Cinco meses após o nascimento da criança, Sebastian se encontrava sozinho. A única pessoa que via além da filha era sua empregada, Margaret, que se dispôs para ensiná-lo como cuidar de Rose. Sebastian havia começado a trabalhar em casa para ficar de olho nela que, mesmo tão pequena, já era tão espoleta. Aquele pedaço de gente já tentava engatinhar; ela observava e observava. Cada movimento. O vento ecoava nos sinos da porta, que faziam um barulho. Claro, Rose admirava como se visse um pedaço de doce. Aquilo era incrível, sua paixão pelas coisas simples era incrível. Mas o mais incrível era como seus olhos encontravam os do pai.
A menina era inteligente, mal sabia Sebastian do que ela era capaz e esse foi seu erro. Ela havia de crescer mentalmente muito rápido, enquanto ele não procurava notar.
Todas as noites, quando Rose dormia, ela sonhava estar em um quarto, ali, em frente a uma grande cama com lençóis vermelhos. Tudo era vermelho. Ela pensava ver vermelho. Apenas uma coisa não era vermelha: Aquela mulher deitada ali, adormecida. Seus cabelos longos que iam até a ponta de suas mãos pareciam ceda. Eram escuros, eram pretos. Totalmente pretos. Tão pretos que Rose não enxergava seus fios. Era só... Lindo. Rose não entendia porquê não se mexia, era como se ela não estivesse ali, como se aquilo fosse apenas uma pintura passando diante de seus olhos. Mas por que parecia tão real? Os olhos fechados da mulher pareciam observá-la, até que uma luz invadiu seu campo de visão e acordou. Assim que abriu os olhos, viu seu pai na beira do berço, admirando-na.
- Já acordou, menina lua?
Riu com a lábia do pai e, ao vê-lo por os braços em sua direção, levantou os seus. Ao pai pegá-la no colo e deixá-la de frente para seu rosto, ganhou vários beijos na bochecha, que a fizeram gargalhar. Como sempre ao acordar, se jogou em direção á janela, só não caindo pelo pai já estar acostumado a agarrá-la forte. A lua estava lá e ela queria conversar um pouco, então ficou encarando-a. Era como se ela sentisse boas vibrações vindo de lá, cada estrela que piscava era uma nova amiga e a lua era a maior delas.

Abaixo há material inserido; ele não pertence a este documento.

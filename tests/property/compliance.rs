//! Well-formed candidates pass schema compliance; dropping a required field never does.

use coursegen::producer::CandidateContent;
use coursegen::schema::SchemaRegistry;
use coursegen::validator::compliance;
use proptest::prelude::*;
use serde_json::json;
use std::collections::BTreeMap;

fn fill_candidate(before: &[String], after: &[String], answer: &str) -> CandidateContent {
    let mut fields = BTreeMap::new();
    fields.insert(
        "theory".to_string(),
        json!("The present simple describes habits and routines. We add -s for he, she and it."),
    );
    fields.insert(
        "exercise_introduction".to_string(),
        json!("Completa la frase con la palabra correcta."),
    );
    fields.insert(
        "exercise_input".to_string(),
        json!(format!("{} ___ {}.", before.join(" "), after.join(" "))),
    );
    fields.insert("expected_output".to_string(), json!(answer));
    CandidateContent::new(fields)
}

proptest! {
    #[test]
    fn well_formed_fill_candidates_comply(
        before in prop::collection::vec("[a-z]{3,8}", 2..6),
        after in prop::collection::vec("[a-z]{3,8}", 1..6),
        answer in "[a-z]{1,12}( [a-z]{1,12}){0,3}",
    ) {
        let registry = SchemaRegistry::builtin();
        let schema = registry.lookup("EX_FILL").unwrap();
        let candidate = fill_candidate(&before, &after, &answer);
        let violations = compliance::check(&candidate, schema);
        prop_assert!(violations.is_empty(), "unexpected violations: {:?}", violations);
    }

    #[test]
    fn missing_required_field_always_violates(
        field in prop::sample::select(vec![
            "theory",
            "exercise_introduction",
            "exercise_input",
            "expected_output",
        ]),
    ) {
        let registry = SchemaRegistry::builtin();
        let schema = registry.lookup("EX_FILL").unwrap();
        let words = vec!["mi".to_string(), "hermana".to_string()];
        let mut fields = fill_candidate(&words, &["inteligente".to_string()], "es").fields;
        fields.remove(field);

        let violations = compliance::check(&CandidateContent::new(fields), schema);
        prop_assert_eq!(violations.len(), 1);
        prop_assert_eq!(violations[0].field.as_deref(), Some(field));
        prop_assert_eq!(violations[0].code.as_str(), "missing");
        prop_assert!(compliance::signature(&violations).contains(field));
    }
}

Vê-la deixava as pequenas mãos de Rose ansiosas, seus dedos se mexiam como se estivesse chamando-a para perto. Seu pequeno mundo se expandia cada vez mais com o aumento de sua criatividade.

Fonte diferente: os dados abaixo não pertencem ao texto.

//! Global config file source: $XDG_CONFIG_HOME/coursegen/config.toml or ~/.config/coursegen/config.toml

use config::builder::DefaultState;
use config::ConfigBuilder;
use config::ConfigError;
use config::File;
use std::path::PathBuf;
use tracing::debug;

/// Path to global config file.
pub fn global_config_path() -> Option<PathBuf> {
    let base = std::env::var_os("XDG_CONFIG_HOME")
        .filter(|v| !v.is_empty())
        .map(PathBuf::from)
        .or_else(|| directories::BaseDirs::new().map(|dirs| dirs.config_dir().to_path_buf()))?;
    Some(base.join("coursegen").join("config.toml"))
}

/// Add global config file source to builder if it exists.
pub fn add_to_builder(
    mut builder: ConfigBuilder<DefaultState>,
) -> Result<ConfigBuilder<DefaultState>, ConfigError> {
    if let Some(path) = global_config_path() {
        if path.exists() {
            let canonical = path.canonicalize().unwrap_or_else(|_| path.clone());
            builder = builder.add_source(File::from(canonical.as_path()).required(false));
        } else {
            debug!(
                config_path = %path.display(),
                "No user-level configuration file"
            );
        }
    }
    Ok(builder)
}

Rose tinha amigos elfos, piratas, extra-terrestres e até de asas, todos sempre estavam escondidos no quarto dela e vinham vê-la quando o pai saia. Ela amava e Sebastian sempre a escutava rir, era incrível. O lugar favorito dela era a janela, porque nela ela via tudo o que raramente tocava: plantas de todas as espécies; flores, erva-daninhas, plantas de chá e até árvores frutíferas, seu canteiro favorito era o de margaridas. O cheiro das flores entrava pelo ar da janela e trazia um aroma agradável, então ela aproveitava seu berço para ficar perto. Como ainda não sabia como ficar em pé, ficava sentada ali, em cima do travesseiro, encarando o lado de fora. Não via a hora de poder correr pelos campos e caçar os anões que via nos desenhos. Ela era uma princesa presa e queria ser liberta, então tentava e tentava ficar em pé.

[ Quebra de Tempo ]

Agora o verdadeiro problema começou: ao Rose começar a comer, Sebastian também parou de ir no banco de leite. Agora seus dias eram voltados a aprender a fazer papinha.

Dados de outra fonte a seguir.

//! Binary-level checks: log destinations and exit codes.

use std::fs;
use std::path::Path;
use std::process::{Command, Output};
use tempfile::TempDir;

fn coursegen(temp_dir: &TempDir, workspace: &Path, args: &[&str]) -> Output {
    let config_home = temp_dir.path().join("config");
    let home = temp_dir.path().join("home");
    fs::create_dir_all(&config_home).unwrap();
    fs::create_dir_all(&home).unwrap();
    fs::create_dir_all(workspace).unwrap();

    Command::new(env!("CARGO_BIN_EXE_coursegen"))
        .env("XDG_CONFIG_HOME", config_home.as_os_str())
        .env("HOME", home.as_os_str())
        .env_remove("COURSEGEN_ENV")
        .env_remove("COURSEGEN_LOG")
        .arg("--workspace")
        .arg(workspace)
        .args(args)
        .output()
        .unwrap()
}

#[test]
fn test_file_output_writes_under_workspace() {
    let temp_dir = TempDir::new().unwrap();
    let workspace = temp_dir.path().join("ws");

    let output = coursegen(&temp_dir, &workspace, &["--log-output", "file", "status"]);
    assert!(
        output.status.success(),
        "coursegen status should succeed: stderr={:?}",
        String::from_utf8_lossy(&output.stderr)
    );

    let log_path = workspace.join(".coursegen").join("coursegen.log");
    assert!(log_path.exists(), "log file should exist at {}", log_path.display());
    let content = fs::read_to_string(&log_path).unwrap();
    assert!(
        content.contains("coursegen CLI starting"),
        "log file should contain the startup message; got: {}",
        content.lines().next().unwrap_or("")
    );
}

#[test]
fn test_quiet_mode_emits_no_logs() {
    let temp_dir = TempDir::new().unwrap();
    let workspace = temp_dir.path().join("ws");

    let output = coursegen(&temp_dir, &workspace, &["--quiet", "pending"]);
    assert!(output.status.success());
    assert!(String::from_utf8_lossy(&output.stderr).trim().is_empty());
    assert_eq!(String::from_utf8_lossy(&output.stdout).trim(), "0 pending spec(s)");
    assert!(!workspace.join(".coursegen").join("coursegen.log").exists());
}

#[test]
fn test_json_format_on_stderr() {
    let temp_dir = TempDir::new().unwrap();
    let workspace = temp_dir.path().join("ws");

    let output = coursegen(
        &temp_dir,
        &workspace,
        &["--log-format", "json", "--log-level", "info", "schemas"],
    );
    assert!(output.status.success());
    let stderr = String::from_utf8_lossy(&output.stderr);
    let first = stderr.lines().next().expect("at least one log line");
    let value: serde_json::Value = serde_json::from_str(first).unwrap();
    assert!(value.get("timestamp").is_some());
    assert!(value.get("level").is_some());
}

#[test]
fn test_fatal_errors_exit_with_one() {
    let temp_dir = TempDir::new().unwrap();
    let workspace = temp_dir.path().join("ws");

    // Neither a key nor --failed.
    let output = coursegen(&temp_dir, &workspace, &["--quiet", "reset"]);
    assert_eq!(output.status.code(), Some(1));
    assert!(!String::from_utf8_lossy(&output.stderr).trim().is_empty());
}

- Como uma criança come isso? Parece nojento, não quero que minha filha se alimente com... Essa mistura. - Indagou, frustrado.
- Quando criança você comia e pode ter certeza que adorava. Todas as crianças precisam de se alimentar de algo cremoso quando pequenas, Sebastian. Entenda. - O homem suspirou, pouco revoltado. Queria que Rose criasse dentes logo para mastigar doces e frutas.
Ao terminar a primeira refeição de Rose, pegou um pote. A porção estava quente e não sabia o quanto assoprar, espera, ele deveria assoprar? Uma confusão entrou em sua cabeça e já não sabia mais como alimentar a garota, que já estava com a boca aberta. Olhou Margaret, depois Rose. Sabia que não ia receber ajuda em um momento desses, teria que arriscar e aprender. Apoiou a colher de plástico em frente à criança e, ao colocar em sua boca, ela cuspiu: estava muito quente. Ouviu a empregada rir e fez uma cara feia pra ela, com o ar de "vou te demitir", que a fez se calar. Limpou o rosto da garota com o babador e dessa vez assoprou, mas era muito. A menina cuspiu de novo. Sebastian se preocupou quando Rose tossiu, achando que a pequena havia se engasgado. Olhou Margaret, que negou com a cabeça, e na hora entendeu. Se sentiu aliviado. Por que aquilo era tão difícil?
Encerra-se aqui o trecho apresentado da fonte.